El diablo no es el príncipe de la materia, el diablo es la arrogancia del espíritu, la fe sin sonrisa, la verdad jamás tocada por la duda.
(Dicho por Guillermo de Baskerville, en El nombre de la rosa, de Umberto Eco).

domingo, agosto 05, 2018

Aengus bajo la tierra de Puembo


Aengus, 19 de octubre de 2009 - 2 de agosto de 2018

No hay barca que atraviese la laguna
hacia lo eterno; ni hay cielo para los perros
más que en nuestro humano consuelo.
Existen tan solo el amanecer y la noche
al final de las horas; ritual de cada día
sin el tiempo del antes ni el porvenir ilusorio.

Aengus, diosecillo del amor y la poesía,
pelaje de nocturnidad brillante; pecho
de algodón acorazado; ojos de tristeza vivaz,
eres ausencia que duele al contemplar
aquel sillón tuyo, que hoy es vacío definitivo.
Ya no más el galope de tus patas aladas
ya no tu estampa de caballero en esmoquin
ni las cabriolas de tu juguetón contento
sobre la alfombra erizada de verde del jardín.

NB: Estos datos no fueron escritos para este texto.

impl SessionState {
    fn recompute_dims(&mut self) -> Option<(u16, u16)> {
        let mut min_cols = None;
        let mut min_rows = None;
        for entry in self.clients.values() {
            min_cols = Some(min_cols.map_or(entry.info.cols, |c: u16| c.min(entry.info.cols)));
            min_rows = Some(min_rows.map_or(entry.info.rows, |r: u16| r.min(entry.info.rows)));
        }
        let (new_cols, new_rows) = match (min_cols, min_rows) {
            (Some(c), Some(r)) if c > 0 && r > 0 => (c, r),
            _ => return None,
        };
        if new_cols == self.cols && new_rows == self.rows {
            return None;
        }
        self.cols = new_cols;
        self.rows = new_rows;
        Some((new_cols, new_rows))
    }

    fn broadcast_raw(&mut self, bytes: &[u8]) {
        let to_evict = self.enqueue_to_all(chunk_output(bytes, ChunkEncoding::Identity));
        self.evict_all(to_evict);
    }

    fn enqueue_to_all(&self, messages: Vec<OutboundMessage>) -> Vec<ClientId> {
        let mut evict = Vec::new();
        for (id, entry) in &self.clients {
            for message in &messages {
                if entry.handle.enqueue(message.clone()) == EnqueueOutcome::Evict {
                    evict.push(*id);
                    break;
                }
            }
        }
        evict
    }

    fn evict_all(&mut self, ids: Vec<ClientId>) {
        for id in ids {
            self.clients.remove(&id);
        }
    }
}

/// One shared PTY session. `Arc<Session>` is held by the registry and by
/// each background task (output pump, state watcher, janitor scan).
pub struct Session {
    pub id: SessionId,
    pub metadata: RwLock<SessionMetadata>,
    state: Mutex<SessionState>,
    bridge: Mutex<Option<PtyBridge>>,
    resize_tx: Mutex<Option<ResizeSender>>,
    pub run_state: RwLock<PtyRunState>,
    last_active: AtomicU64,
    restart_argv: Vec<String>,
    restart_backoff: Duration,
    pub workdir: PathBuf,
    /// This session's unique preview-proxy port (`previewPort`), allocated
    /// once at spawn time from `preview_port_base + offset`.
    pub preview_port: u16,
    recording_enabled: bool,
    preview_proxy_enabled: bool,
}
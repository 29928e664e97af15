//! termshare server: Axum HTTP + WebSocket front for the termshare-core
//! session runtime.

pub mod cli;
pub mod proxy;
pub mod router;
pub mod ws;

use std::net::SocketAddr;
use std::time::Duration;

use tracing::info;

use router::AppState;
use termshare_core::config::Config;
use termshare_core::registry::{self, Registry};

/// Build the app, bind the listener, and serve until a shutdown signal
/// arrives. Graceful shutdown: stop accepting new connections, end all
/// sessions (which terminates their children), then exit.
///
/// Signal handling uses `tokio::signal::unix::signal` rather than the
/// `ctrlc`/`signal-hook` OS-thread approach in
/// `Tonksthebear-trybotster/cli` — this service's handler must cooperate
/// with the Tokio reactor rather than run on a separate OS thread.
pub async fn run(config: &'static Config) -> Result<(), Box<dyn std::error::Error + Send + Sync>> {
    let registry = Registry::new();
    let janitor = registry::spawn_janitor(registry.clone(), config.janitor_interval, config.session_ttl);

    let state = AppState {
        registry: registry.clone(),
        config,
        http_client: reqwest::Client::new(),
    };
    let app = router::build_router(state);

    let addr: SocketAddr = parse_listen_addr(&config.addr)?;
    let listener = tokio::net::TcpListener::bind(addr).await?;
    info!(%addr, "termshare-server listening");

    axum::serve(listener, app)
        .with_graceful_shutdown(shutdown_signal())
        .await?;

    info!("shutting down: ending all sessions");
    registry.end_all();
    janitor.abort();
    // Give writer tasks a moment to drain their close frames.
    tokio::time::sleep(Duration::from_millis(200)).await;

    Ok(())
}

fn parse_listen_addr(addr: &str) -> Result<SocketAddr, Box<dyn std::error::Error + Send + Sync>> {
    if let Some(port) = addr.strip_prefix(':') {
        return Ok(SocketAddr::from(([0, 0, 0, 0], port.parse::<u16>()?)));
    }
    Ok(addr.parse()?)
}

async fn shutdown_signal() {
    let ctrl_c = async {
        let _ = tokio::signal::ctrl_c().await;
    };

    #[cfg(unix)]
    let terminate = async {
        let mut sig = tokio::signal::unix::signal(tokio::signal::unix::SignalKind::terminate())
            .expect("failed to install SIGTERM handler");
        sig.recv().await;
    };

    #[cfg(not(unix))]
    let terminate = std::future::pending::<()>();

    tokio::select! {
        _ = ctrl_c => {}
        _ = terminate => {}
    }
}
//! Session registry (C6): process-wide UUID -> session map, with creation,
//! lookup, and idle-TTL eviction.
//!
//! Grounded on the teacher's `session::Registry` type alias
//! (`Arc<DashMap<SessionId, SessionContext>>` — kept for the same reason:
//! per-shard locking gives "registry-wide mutex held only for map
//! operations" by construction, without a single global lock on the hot
//! attach/detach path) and on the delayed-removal task in
//! `web_server.rs::create_session_handler`, generalized here into a
//! periodic janitor scan instead of one sleep-then-remove task per exit.

use std::sync::Arc;
use std::time::Duration;

use dashmap::DashMap;
use tracing::info;

use crate::session::{Session, SessionId};

#[derive(Clone)]
pub struct Registry {
    sessions: Arc<DashMap<SessionId, Arc<Session>>>,
}

impl Registry {
    pub fn new() -> Self {
        Self {
            sessions: Arc::new(DashMap::new()),
        }
    }

    pub fn insert(&self, session: Arc<Session>) {
        self.sessions.insert(session.id, session);
    }

    pub fn get(&self, id: SessionId) -> Option<Arc<Session>> {
        self.sessions.get(&id).map(|e| Arc::clone(e.value()))
    }

    pub fn remove(&self, id: SessionId) -> Option<Arc<Session>> {
        self.sessions.remove(&id).map(|(_, s)| s)
    }

    pub fn end(&self, id: SessionId) {
        if let Some(session) = self.remove(id) {
            session.end();
        }
    }

    pub fn len(&self) -> usize {
        self.sessions.len()
    }

    pub fn is_empty(&self) -> bool {
        self.sessions.is_empty()
    }

    pub fn ids(&self) -> Vec<SessionId> {
        self.sessions.iter().map(|e| *e.key()).collect()
    }

    /// Evict every session with zero attached clients and an idle time
    /// beyond `ttl`. A session with at least one attached client is never
    /// evicted regardless of idleness.
    pub fn sweep_idle(&self, ttl: Duration) {
        let ttl_secs = ttl.as_secs();
        let expired: Vec<SessionId> = self
            .sessions
            .iter()
            .filter(|e| e.value().client_count() == 0 && e.value().idle_seconds() >= ttl_secs)
            .map(|e| *e.key())
            .collect();
        for id in expired {
            info!(session = %id, "evicting idle session");
            self.end(id);
        }
    }

    /// Terminate every session (used on graceful shutdown).
    pub fn end_all(&self) {
        let ids = self.ids();
        for id in ids {
            self.end(id);
        }
    }
}

impl Default for Registry {
    fn default() -> Self {
        Self::new()
    }
}

/// Spawn the periodic janitor task. Runs until the process exits; holds no
/// lock across session I/O, only brief map operations per `sweep_idle`.
pub fn spawn_janitor(registry: Registry, interval: Duration, ttl: Duration) -> tokio::task::JoinHandle<()> {
    tokio::spawn(async move {
        let mut ticker = tokio::time::interval(interval);
        loop {
            ticker.tick().await;
            registry.sweep_idle(ttl);
        }
    })
}

#[cfg(test)]
mod tests {
    use super::*;
    use crate::session::SessionMetadata;
    use std::time::Duration as StdDuration;

    fn spawn_test_session() -> Arc<Session> {
        Session::spawn(
            crate::session::SessionId::new(),
            SessionMetadata {
                created_at: crate::session::unix_now_secs(),
                name: None,
                assistant: None,
                project_path: None,
            },
            vec!["echo".to_string(), "hi".to_string()],
            vec!["echo".to_string(), "hi".to_string()],
            std::env::temp_dir(),
            4096,
            StdDuration::from_millis(10),
            None,
        )
        .unwrap()
    }

    #[tokio::test]
    async fn insert_get_remove_round_trip() {
        let registry = Registry::new();
        let session = spawn_test_session();
        let id = session.id;
        registry.insert(session);
        assert!(registry.get(id).is_some());
        registry.remove(id);
        assert!(registry.get(id).is_none());
    }

    #[tokio::test]
    async fn sweep_never_evicts_session_with_clients() {
        let registry = Registry::new();
        let session = spawn_test_session();
        let id = session.id;
        let _client = session.attach(
            crate::client::ClientInfo {
                browser_session_id: "b".into(),
                username: "u".into(),
                cols: 80,
                rows: 24,
                debug: false,
                observer: false,
            },
            16,
        );
        registry.insert(session);
        registry.sweep_idle(StdDuration::from_secs(0));
        assert!(registry.get(id).is_some());
    }
}
use core::fmt::{self, Display};
use rand::Rng;
use serde_derive::Serialize;

use crate::random;

#[derive(Clone, Copy, Debug, PartialEq, Eq, Hash, Serialize)]
pub enum Quality {
    Normal,
    Premium,
    Legendary,
}

impl Quality {
    pub const ALL: [Quality; 3] = [Quality::Normal, Quality::Premium, Quality::Legendary];

    pub fn label(self) -> &'static str {
        match self {
            Self::Normal => "normal",
            Self::Premium => "premium",
            Self::Legendary => "legendary",
        }
    }

    pub fn unit_cost(self) -> u32 {
        match self {
            Self::Normal => 1,
            Self::Premium => 3,
            Self::Legendary => 5,
        }
    }
}

impl Display for Quality {
    fn fmt(&self, f: &mut fmt::Formatter<'_>) -> fmt::Result {
        write!(f, "{}", self.label())
    }
}

#[derive(Clone, Copy, Debug, PartialEq, Eq, Hash, Serialize)]
pub enum IngredientKind {
    Herb,
    Mushroom,
    Root,
}

impl IngredientKind {
    pub const ALL: [IngredientKind; 3] = [
        IngredientKind::Herb,
        IngredientKind::Mushroom,
        IngredientKind::Root,
    ];

    pub fn label(self) -> &'static str {
        match self {
            Self::Herb => "herb",
            Self::Mushroom => "mushroom",
            Self::Root => "root",
        }
    }
}

impl Display for IngredientKind {
    fn fmt(&self, f: &mut fmt::Formatter<'_>) -> fmt::Result {
        write!(f, "{}", self.label())
    }
}

/// A concrete batch of one ingredient. Immutable once created; equality is
/// structural so inventory removal matches the exact batch shape.
#[derive(Clone, Copy, Debug, PartialEq, Eq, Serialize)]
pub struct Ingredient {
    pub kind: IngredientKind,
    pub quantity: u32,
    pub quality: Quality,
}

impl Ingredient {
    pub fn cost(&self) -> u32 {
        self.quantity * self.quality.unit_cost()
    }
}

impl Display for Ingredient {
    fn fmt(&self, f: &mut fmt::Formatter<'_>) -> fmt::Result {
        write!(f, "{} {} {}", self.quantity, self.quality, self.kind)
    }
}

#[derive(Clone, Copy, Debug, PartialEq, Eq, Hash, Serialize)]
pub enum PotionKind {
    Healing,
    Invisibility,
    Strength,
}

impl PotionKind {
    pub const ALL: [PotionKind; 3] = [
        PotionKind::Healing,
        PotionKind::Invisibility,
        PotionKind::Strength,
    ];

    pub fn label(self) -> &'static str {
        match self {
            Self::Healing => "healing-potion",
            Self::Invisibility => "invisibility-potion",
            Self::Strength => "strength-potion",
        }
    }

    pub fn recipe(self) -> &'static [Ingredient] {
        match self {
            Self::Healing => &[
                Ingredient {
                    kind: IngredientKind::Herb,
                    quantity: 3,
                    quality: Quality::Normal,
                },
                Ingredient {
                    kind: IngredientKind::Mushroom,
                    quantity: 2,
                    quality: Quality::Normal,
                },
                Ingredient {
                    kind: IngredientKind::Root,
                    quantity: 1,
                    quality: Quality::Normal,
                },
            ],
            Self::Invisibility => &[
                Ingredient {
                    kind: IngredientKind::Herb,
                    quantity: 2,
                    quality: Quality::Premium,
                },
                Ingredient {
                    kind: IngredientKind::Mushroom,
                    quantity: 1,
                    quality: Quality::Normal,
                },
                Ingredient {
                    kind: IngredientKind::Root,
                    quantity: 1,
                    quality: Quality::Normal,
                },
            ],
            Self::Strength => &[
                Ingredient {
                    kind: IngredientKind::Herb,
                    quantity: 2,
                    quality: Quality::Legendary,
                },
                Ingredient {
                    kind: IngredientKind::Mushroom,
                    quantity: 3,
                    quality: Quality::Premium,
                },
                Ingredient {
                    kind: IngredientKind::Root,
                    quantity: 2,
                    quality: Quality::Premium,
                },
            ],
        }
    }

    // (mean, lag) of the extra-power draw
    pub fn power_curve(self) -> (f64, u64) {
        match self {
            Self::Healing => (3.0, 1),
            Self::Invisibility => (2.0, 1),
            Self::Strength => (4.0, 2),
        }
    }

    pub fn brew(self, rng: &mut impl Rng) -> (Potion, Vec<Ingredient>) {
        let (mean, lag) = self.power_curve();
        let potion = Potion {
            kind: self,
            extra_power: random::poisson(rng, mean, lag),
        };
        (potion, self.recipe().to_vec())
    }
}

impl Display for PotionKind {
    fn fmt(&self, f: &mut fmt::Formatter<'_>) -> fmt::Result {
        write!(f, "{}", self.label())
    }
}

#[derive(Clone, Copy, Debug, Serialize)]
pub struct Potion {
    pub kind: PotionKind,
    pub extra_power: u64,
}

impl Potion {
    pub fn power(&self) -> u64 {
        match self.kind {
            PotionKind::Strength => self.extra_power + 10,
            PotionKind::Healing | PotionKind::Invisibility => self.extra_power,
        }
    }
}

#[cfg(test)]
mod tests {
    use super::*;
    use rand::{rngs::StdRng, SeedableRng};

    #[test]
    fn cost_is_quantity_times_unit_cost() {
        let one = Ingredient {
            kind: IngredientKind::Herb,
            quantity: 1,
            quality: Quality::Premium,
        };
        let two = Ingredient { quantity: 2, ..one };
        assert_eq!(one.cost(), 3);
        assert_eq!(two.cost(), 2 * one.cost());
        assert_eq!(two.cost(), 6);
        assert_eq!(
            Ingredient {
                kind: IngredientKind::Root,
                quantity: 4,
                quality: Quality::Legendary,
            }
            .cost(),
            20
        );
    }

    #[test]
    fn every_kind_has_a_recipe() {
        for kind in PotionKind::ALL {
            assert!(!kind.recipe().is_empty(), "{kind} has an empty recipe");
        }
    }

    #[test]
    fn strength_potions_report_a_flat_bonus() {
        let mut rng = StdRng::seed_from_u64(7);
        for _ in 0..20 {
            let (potion, _) = PotionKind::Strength.brew(&mut rng);
            assert_eq!(potion.power(), potion.extra_power + 10);
            // the draw is lag-shifted, so the bonus floor is lag + 10
            assert!(potion.power() >= 12);
        }
        let (healing, _) = PotionKind::Healing.brew(&mut rng);
        assert_eq!(healing.power(), healing.extra_power);
    }

    #[test]
    fn brewing_returns_the_recipe_instances() {
        let mut rng = StdRng::seed_from_u64(7);
        let (_, ingredients) = PotionKind::Invisibility.brew(&mut rng);
        assert_eq!(ingredients, PotionKind::Invisibility.recipe().to_vec());
    }
}
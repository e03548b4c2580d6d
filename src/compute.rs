use crate::graph::{Node, PotionGraph};
use graphviz_rust::cmd::{CommandArg, Format};
use petgraph::visit::{EdgeRef, IntoEdgeReferences, IntoNodeReferences, NodeIndexable, NodeRef};
use std::{collections::HashMap, fmt::Write, path::Path};

static INDENT: &str = "    ";

pub fn render(graph: &PotionGraph) -> Result<String, Box<dyn std::error::Error>> {
    let g = &graph.graph;
    let mut f = String::new();
    writeln!(f, "digraph {{")?;
    for node in g.node_references() {
        writeln!(
            f,
            "{INDENT}{} [label = \"{}\"]",
            g.to_index(node.id()),
            node.weight()
        )?;
    }
    for edge in g.edge_references() {
        writeln!(
            f,
            "{INDENT}{} -> {} [label = \"{}\"]",
            g.to_index(edge.source()),
            g.to_index(edge.target()),
            edge.weight()
        )?;
    }
    writeln!(f, "}}")?;
    Ok(f)
}

pub fn render_svg(graph: &PotionGraph, out: &Path) -> Result<(), Box<dyn std::error::Error>> {
    let dot = render(graph)?;
    graphviz_rust::exec_dot(
        dot,
        vec![
            Format::Svg.into(),
            CommandArg::Output(out.display().to_string()),
        ],
    )?;
    Ok(())
}

pub fn total(graph: &PotionGraph) -> HashMap<&'static str, u32> {
    let mut total = HashMap::new();
    for node in graph.graph.node_weights() {
        if let Node::Requirement(requirement) = node {
            *total.entry(requirement.kind.label()).or_insert(0) += requirement.quantity;
        }
    }
    total
}
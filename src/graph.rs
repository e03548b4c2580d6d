use crate::{
    data::{Ingredient, Potion, PotionKind},
    random,
};
use core::fmt::{self, Display};
use petgraph::{algo, graph::NodeIndex, stable_graph::StableGraph};
use rand::Rng;
use serde_derive::Serialize;

pub type GraphType = StableGraph<Node, Edge>;

pub struct PotionGraph {
    pub graph: GraphType,
    potions: Vec<NodeIndex>,
}

impl PotionGraph {
    pub fn from_kinds(kinds: &[PotionKind]) -> PotionGraph {
        let mut graph = GraphType::new();
        let mut potions = Vec::new();
        for &kind in kinds {
            let node = graph.add_node(Node::Potion(kind));
            potions.push(node);
            // One requirement node per recipe entry, so structurally equal
            // requirements of different potions stay distinct.
            for &requirement in kind.recipe() {
                let n = graph.add_node(Node::Requirement(requirement));
                graph.add_edge(
                    node,
                    n,
                    Edge {
                        quantity: requirement.quantity,
                        item: requirement.kind.label(),
                    },
                );
            }
        }
        PotionGraph { graph, potions }
    }

    pub fn potions(&self) -> &[NodeIndex] {
        &self.potions
    }

    pub fn topo_order(&self) -> Vec<NodeIndex> {
        algo::toposort(&self.graph, None).expect("recipes should be acyclic")
    }

    pub fn requirements(&self, node: NodeIndex) -> impl Iterator<Item = Ingredient> + '_ {
        self.graph.neighbors(node).filter_map(|n| match self.graph[n] {
            Node::Requirement(requirement) => Some(requirement),
            Node::Potion(_) => None,
        })
    }

    pub fn pick(&self, rng: &mut impl Rng) -> (Potion, Vec<Ingredient>) {
        let &node = random::choose(rng, &self.potions);
        match self.graph[node] {
            Node::Potion(kind) => kind.brew(rng),
            Node::Requirement(_) => unreachable!("potion list only holds potion nodes"),
        }
    }
}

#[derive(Clone, Copy, Debug, PartialEq, Serialize)]
pub enum Node {
    Potion(PotionKind),
    Requirement(Ingredient),
}

impl Display for Node {
    fn fmt(&self, f: &mut fmt::Formatter<'_>) -> fmt::Result {
        match self {
            Node::Potion(kind) => write!(f, "{kind}"),
            Node::Requirement(requirement) => write!(f, "{requirement}"),
        }
    }
}

#[derive(Clone, Debug, PartialEq, Serialize)]
pub struct Edge {
    pub quantity: u32,
    pub item: &'static str,
}

impl Display for Edge {
    fn fmt(&self, f: &mut fmt::Formatter<'_>) -> fmt::Result {
        write!(f, "{} {}", self.quantity, self.item)
    }
}
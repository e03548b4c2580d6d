use rand::{seq::SliceRandom, Rng};
use rand_distr::{Distribution, Poisson};

pub fn choose<'a, T>(rng: &mut impl Rng, items: &'a [T]) -> &'a T {
    items.choose(rng).expect("choice set should not be empty")
}

pub fn uniform_int(rng: &mut impl Rng, low: u32, high: u32) -> u32 {
    rng.gen_range(low..=high)
}

// The draw is shifted by lag, so every sample clears that floor.
pub fn poisson(rng: &mut impl Rng, mean: f64, lag: u64) -> u64 {
    let draw: f64 = Poisson::new(mean)
        .expect("poisson mean should be positive")
        .sample(rng);
    lag + draw as u64
}
pub mod action_queue;
pub mod logistics;

use bevy::prelude::*;

/// ゲームシステムの実行順序を制御するセット
#[derive(SystemSet, Debug, Clone, PartialEq, Eq, Hash)]
pub enum GameSystemSet {
    /// キュー操作の適用・タスク配分などのコアロジック
    Logic,
    /// エンティティの移動・ダメージ適用 (ロジックに基づく実際のアクション)
    Actor,
}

No mejoran los cuerpos con el tiempo
como los vinos añejos; los cuerpos se agrian,
su sangre es acíbar para el brindis de muerte.
Aengus, caminante de un bosque de asfalto,
los años nos consumen la piel, las vísceras,
los huesos; engullen nuestra carne de adioses;
y tú eres abono amoroso en la tierra de Puembo.
Este llanto que verso y duelo humedece
mis palabras para que en ellas germinen
los paseos por el parque, tus correrías
sin brida, ¡esos ladridos, y peleas callejeras!
…tu persistencia de dogo feliz sin calendario.